__Work to be completed__
From the entries below, copy out every line with "quaternions" in it.

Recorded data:
┏━━

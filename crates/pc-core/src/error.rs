use std::fmt;

use crate::pole::PlateId;

/// Caller errors surfaced by the plate circuit engine. Routine data gaps
/// (missing plates, dropped edges) are not errors — see
/// [`crate::diagnostics::CircuitDiagnostic`].
#[derive(Clone, Debug, PartialEq, Eq)]
pub enum CircuitError {
    /// Two trees combined in a stage query were built with different anchor
    /// plates. A programming mistake upstream, not a data condition.
    AnchorMismatch {
        from_anchor: PlateId,
        to_anchor: PlateId,
    },
}

impl fmt::Display for CircuitError {
    fn fmt(&self, f: &mut fmt::Formatter<'_>) -> fmt::Result {
        match self {
            CircuitError::AnchorMismatch {
                from_anchor,
                to_anchor,
            } => write!(
                f,
                "cannot combine trees with different anchor plates: {from_anchor} vs {to_anchor}"
            ),
        }
    }
}

impl std::error::Error for CircuitError {}

pub type Result<T> = std::result::Result<T, CircuitError>;
use std::ops::Mul;

use rand::Rng;
use serde::{Deserialize, Serialize};

use crate::constants::{EPSILON, SLERP_THRESHOLD};

/// Unit quaternion representing a finite rotation of the sphere.
///
/// Always normalized. Antipodal quaternions (q and -q) represent the same
/// rotation — slerp resolves the double-cover by flipping sign to take the
/// shorter arc, and equality is tolerance-based per component.
#[derive(Clone, Copy, Debug, Serialize, Deserialize)]
pub struct Quaternion {
    pub w: f64,
    pub x: f64,
    pub y: f64,
    pub z: f64,
}

impl PartialEq for Quaternion {
    fn eq(&self, other: &Self) -> bool {
        (self.w - other.w).abs() < EPSILON
            && (self.x - other.x).abs() < EPSILON
            && (self.y - other.y).abs() < EPSILON
            && (self.z - other.z).abs() < EPSILON
    }
}

impl Quaternion {
    /// Create a new quaternion, automatically normalized.
    pub fn new(w: f64, x: f64, y: f64, z: f64) -> Self {
        Self { w, x, y, z }.normalize()
    }

    /// Identity rotation (1, 0, 0, 0).
    pub fn identity() -> Self {
        Self {
            w: 1.0,
            x: 0.0,
            y: 0.0,
            z: 0.0,
        }
    }

    /// Normalize to unit length. Returns identity if near-zero magnitude,
    /// so a degenerate zero rotation reads as "no motion".
    pub fn normalize(self) -> Self {
        let norm = (self.w * self.w + self.x * self.x + self.y * self.y + self.z * self.z).sqrt();
        if norm < EPSILON {
            return Self::identity();
        }
        Self {
            w: self.w / norm,
            x: self.x / norm,
            y: self.y / norm,
            z: self.z / norm,
        }
    }

    /// The inverse rotation. For unit quaternions this is the conjugate.
    pub fn inverse(self) -> Self {
        Self {
            w: self.w,
            x: -self.x,
            y: -self.y,
            z: -self.z,
        }
    }

    /// 4D dot product.
    pub fn dot(self, other: Self) -> f64 {
        self.w * other.w + self.x * other.x + self.y * other.y + self.z * other.z
    }

    /// Angular separation of the two rotations. Range: [0, π].
    /// Uses abs(dot) to handle antipodal equivalence.
    pub fn angular_distance(self, other: Self) -> f64 {
        let d = self.dot(other).abs().clamp(-1.0, 1.0);
        2.0 * d.acos()
    }

    /// Spherical linear interpolation with antipodal flip and NLERP fallback.
    ///
    /// The dot-product sign check before interpolating guarantees the
    /// shorter arc is taken, whatever sign the operands happen to carry.
    pub fn slerp(self, other: Self, t: f64) -> Self {
        if t <= 0.0 {
            return self;
        }
        if t >= 1.0 {
            return other;
        }

        let mut dot = self.dot(other);
        let o;

        // Take shorter arc
        if dot < 0.0 {
            o = Self {
                w: -other.w,
                x: -other.x,
                y: -other.y,
                z: -other.z,
            };
            dot = -dot;
        } else {
            o = other;
        }

        // Near-parallel: NLERP fallback
        if dot > SLERP_THRESHOLD {
            return Self {
                w: self.w + t * (o.w - self.w),
                x: self.x + t * (o.x - self.x),
                y: self.y + t * (o.y - self.y),
                z: self.z + t * (o.z - self.z),
            }
            .normalize();
        }

        let theta = dot.clamp(-1.0, 1.0).acos();
        let sin_theta = theta.sin();

        let s0 = ((1.0 - t) * theta).sin() / sin_theta;
        let s1 = (t * theta).sin() / sin_theta;

        Self {
            w: s0 * self.w + s1 * o.w,
            x: s0 * self.x + s1 * o.x,
            y: s0 * self.y + s1 * o.y,
            z: s0 * self.z + s1 * o.z,
        }
        .normalize()
    }

    /// Rotation of `angle_rad` radians about a unit axis.
    pub fn from_axis_angle(axis: [f64; 3], angle_rad: f64) -> Self {
        let half = angle_rad / 2.0;
        let sin_half = half.sin();
        Self::new(
            half.cos(),
            axis[0] * sin_half,
            axis[1] * sin_half,
            axis[2] * sin_half,
        )
    }

    /// Rotation from an Euler pole: pole latitude/longitude in degrees and
    /// rotation angle in degrees — the native parameterization of total
    /// reconstruction poles.
    pub fn from_euler_pole(lat_deg: f64, lon_deg: f64, angle_deg: f64) -> Self {
        let lat = lat_deg.to_radians();
        let lon = lon_deg.to_radians();
        let axis = [lat.cos() * lon.cos(), lat.cos() * lon.sin(), lat.sin()];
        Self::from_axis_angle(axis, angle_deg.to_radians())
    }

    /// Decompose into (pole latitude, pole longitude, angle), all degrees.
    /// The identity rotation has no defined pole; reported as the north
    /// pole with zero angle.
    pub fn to_euler_pole(self) -> (f64, f64, f64) {
        let vnorm = (self.x * self.x + self.y * self.y + self.z * self.z).sqrt();
        if vnorm < EPSILON {
            return (90.0, 0.0, 0.0);
        }
        let angle = 2.0 * vnorm.atan2(self.w);
        let lat = (self.z / vnorm).clamp(-1.0, 1.0).asin();
        let lon = self.y.atan2(self.x);
        (lat.to_degrees(), lon.to_degrees(), angle.to_degrees())
    }

    /// Uniform random rotation using Shoemake's method. Test and benchmark
    /// fodder.
    pub fn random(rng: &mut impl Rng) -> Self {
        let s1: f64 = rng.random();
        let t1 = std::f64::consts::TAU * rng.random::<f64>();
        let t2 = std::f64::consts::TAU * rng.random::<f64>();

        let r1 = (1.0 - s1).sqrt();
        let r2 = s1.sqrt();

        Self {
            w: r1 * t1.sin(),
            x: r1 * t1.cos(),
            y: r2 * t2.sin(),
            z: r2 * t2.cos(),
        }
        .normalize()
    }

    /// Convert to [w, x, y, z] array for serialization.
    pub fn to_array(self) -> [f64; 4] {
        [self.w, self.x, self.y, self.z]
    }

    /// Create from [w, x, y, z] array.
    pub fn from_array(arr: [f64; 4]) -> Self {
        Self::new(arr[0], arr[1], arr[2], arr[3])
    }
}

impl std::ops::Neg for Quaternion {
    type Output = Self;

    fn neg(self) -> Self {
        Self {
            w: -self.w,
            x: -self.x,
            y: -self.y,
            z: -self.z,
        }
    }
}

/// Hamilton product: `a * b` applies `b` first, then `a`.
impl Mul for Quaternion {
    type Output = Self;

    fn mul(self, rhs: Self) -> Self {
        Self {
            w: self.w * rhs.w - self.x * rhs.x - self.y * rhs.y - self.z * rhs.z,
            x: self.w * rhs.x + self.x * rhs.w + self.y * rhs.z - self.z * rhs.y,
            y: self.w * rhs.y - self.x * rhs.z + self.y * rhs.w + self.z * rhs.x,
            z: self.w * rhs.z + self.x * rhs.y - self.y * rhs.x + self.z * rhs.w,
        }
    }
}

#[cfg(test)]
mod tests {
    use super::*;
    use proptest::prelude::*;
    use rand::SeedableRng;
    use rand::rngs::SmallRng;

    fn rng() -> SmallRng {
        SmallRng::seed_from_u64(42)
    }

    fn assert_unit(q: Quaternion) {
        let norm = (q.w * q.w + q.x * q.x + q.y * q.y + q.z * q.z).sqrt();
        assert!(
            (norm - 1.0).abs() < 1e-10,
            "quaternion not unit: norm = {norm}"
        );
    }

    fn assert_approx_eq(a: Quaternion, b: Quaternion, tol: f64) {
        // Check both q and -q (antipodal equivalence for rotations)
        let direct = (a.w - b.w)
            .abs()
            .max((a.x - b.x).abs())
            .max((a.y - b.y).abs())
            .max((a.z - b.z).abs());
        let antipodal = (a.w + b.w)
            .abs()
            .max((a.x + b.x).abs())
            .max((a.y + b.y).abs())
            .max((a.z + b.z).abs());
        let min_diff = direct.min(antipodal);
        assert!(
            min_diff < tol,
            "quaternions not approx equal: {a:?} vs {b:?} (min_diff = {min_diff})"
        );
    }

    #[test]
    fn test_normalize() {
        let q = Quaternion::new(2.0, 0.0, 0.0, 0.0);
        assert_unit(q);
        assert!((q.w - 1.0).abs() < EPSILON);
    }

    #[test]
    fn test_normalize_near_zero() {
        let q = Quaternion::new(0.0, 0.0, 0.0, 0.0);
        assert_eq!(q, Quaternion::identity());
    }

    #[test]
    fn test_inverse_undoes_rotation() {
        let mut rng = rng();
        for _ in 0..20 {
            let q = Quaternion::random(&mut rng);
            assert_eq!(q * q.inverse(), Quaternion::identity());
            assert_eq!(q.inverse() * q, Quaternion::identity());
        }
    }

    #[test]
    fn test_inverse_of_identity() {
        assert_eq!(Quaternion::identity().inverse(), Quaternion::identity());
    }

    #[test]
    fn test_angular_distance_identity() {
        let a = Quaternion::identity();
        let b = Quaternion::identity();
        assert!(a.angular_distance(b) < EPSILON);
    }

    #[test]
    fn test_angular_distance_antipodal() {
        let a = Quaternion::identity();
        let b = -a;
        // Antipodal quaternions are the same rotation (abs(dot) = 1)
        assert!(a.angular_distance(b) < EPSILON);
    }

    #[test]
    fn test_slerp_endpoints() {
        let mut rng = rng();
        let a = Quaternion::random(&mut rng);
        let b = Quaternion::random(&mut rng);

        let s0 = a.slerp(b, 0.0);
        let s1 = a.slerp(b, 1.0);

        assert_approx_eq(s0, a, 1e-10);
        assert_approx_eq(s1, b, 1e-10);
    }

    #[test]
    fn test_slerp_identity() {
        let mut rng = rng();
        let q = Quaternion::random(&mut rng);

        for t in [0.0, 0.25, 0.5, 0.75, 1.0] {
            let result = q.slerp(q, t);
            assert_approx_eq(result, q, 1e-10);
        }
    }

    #[test]
    fn test_slerp_midpoint_equidistant() {
        let a = Quaternion::new(1.0, 0.0, 0.0, 0.0);
        let b = Quaternion::new(0.707, 0.707, 0.0, 0.0);
        let mid = a.slerp(b, 0.5);
        assert_unit(mid);

        let da = a.angular_distance(mid);
        let db = mid.angular_distance(b);
        assert!(
            (da - db).abs() < 0.01,
            "midpoint not equidistant: {da} vs {db}"
        );
    }

    #[test]
    fn test_slerp_near_parallel_nlerp_fallback() {
        // Two very close quaternions to trigger NLERP path
        let a = Quaternion::new(1.0, 0.0, 0.0, 0.0);
        let b = Quaternion::new(1.0, 0.0001, 0.0, 0.0);
        let mid = a.slerp(b, 0.5);
        assert_unit(mid);
    }

    #[test]
    fn test_slerp_antipodal_flip() {
        // When dot < 0, SLERP flips sign to take the shorter arc
        let a = Quaternion::new(1.0, 0.0, 0.0, 0.0);
        let b = Quaternion::new(-0.9, -0.1, 0.0, 0.0);
        let mid = a.slerp(b, 0.5);
        assert_unit(mid);
        // The interpolant must stay within the short arc between a and -b
        let short_arc = a.angular_distance(b);
        assert!(a.angular_distance(mid) <= short_arc + 1e-9);
    }

    #[test]
    fn test_hamilton_product_identity() {
        let mut rng = rng();
        let q = Quaternion::random(&mut rng);
        let id = Quaternion::identity();

        assert_approx_eq(q * id, q, 1e-10);
        assert_approx_eq(id * q, q, 1e-10);
    }

    #[test]
    fn test_hamilton_product_associative() {
        let mut rng = rng();
        let a = Quaternion::random(&mut rng);
        let b = Quaternion::random(&mut rng);
        let c = Quaternion::random(&mut rng);

        assert_approx_eq((a * b) * c, a * (b * c), 1e-10);
    }

    #[test]
    fn test_from_euler_pole_roundtrip() {
        let q = Quaternion::from_euler_pole(30.0, -120.0, 45.0);
        assert_unit(q);
        let (lat, lon, angle) = q.to_euler_pole();
        assert!((lat - 30.0).abs() < 1e-9, "lat {lat}");
        assert!((lon + 120.0).abs() < 1e-9, "lon {lon}");
        assert!((angle - 45.0).abs() < 1e-9, "angle {angle}");
    }

    #[test]
    fn test_to_euler_pole_identity() {
        let (lat, lon, angle) = Quaternion::identity().to_euler_pole();
        assert_eq!((lat, lon), (90.0, 0.0));
        assert!(angle.abs() < EPSILON);
    }

    #[test]
    fn test_euler_pole_rotations_compose() {
        // Two rotations about the same pole add their angles
        let a = Quaternion::from_euler_pole(90.0, 0.0, 10.0);
        let b = Quaternion::from_euler_pole(90.0, 0.0, 20.0);
        let (_, _, angle) = (a * b).to_euler_pole();
        assert!((angle - 30.0).abs() < 1e-9, "angle {angle}");
    }

    #[test]
    fn test_random_unit() {
        let mut rng = rng();
        for _ in 0..100 {
            let q = Quaternion::random(&mut rng);
            assert_unit(q);
        }
    }

    #[test]
    fn test_to_from_array_roundtrip() {
        let mut rng = rng();
        let q = Quaternion::random(&mut rng);
        let arr = q.to_array();
        let q2 = Quaternion::from_array(arr);
        assert_approx_eq(q, q2, 1e-10);
    }

    fn arb_quaternion() -> impl Strategy<Value = Quaternion> {
        (-1.0f64..1.0, -1.0f64..1.0, -1.0f64..1.0, -1.0f64..1.0)
            .prop_filter("norm too small to normalize stably", |(w, x, y, z)| {
                (w * w + x * x + y * y + z * z).sqrt() > 1e-3
            })
            .prop_map(|(w, x, y, z)| Quaternion::new(w, x, y, z))
    }

    proptest! {
        #[test]
        fn prop_identity_law(q in arb_quaternion()) {
            prop_assert!(q * Quaternion::identity() == q);
            prop_assert!(Quaternion::identity() * q == q);
        }

        #[test]
        fn prop_inverse_law(q in arb_quaternion()) {
            prop_assert!(q * q.inverse() == Quaternion::identity());
        }

        #[test]
        fn prop_slerp_stays_unit(
            a in arb_quaternion(),
            b in arb_quaternion(),
            t in 0.0f64..1.0,
        ) {
            let s = a.slerp(b, t);
            let norm = (s.w * s.w + s.x * s.x + s.y * s.y + s.z * s.z).sqrt();
            prop_assert!((norm - 1.0).abs() < 1e-9);
        }
    }
}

┗━━

__Exercise solution__
/// Always normalized. Antipodal quaternions (q and -q) represent the same
    /// The inverse rotation. For unit quaternions this is the conjugate.
            "quaternions not approx equal: {a:?} vs {b:?} (min_diff = {min_diff})"
        // Antipodal quaternions are the same rotation (abs(dot) = 1)
        // Two very close quaternions to trigger NLERP path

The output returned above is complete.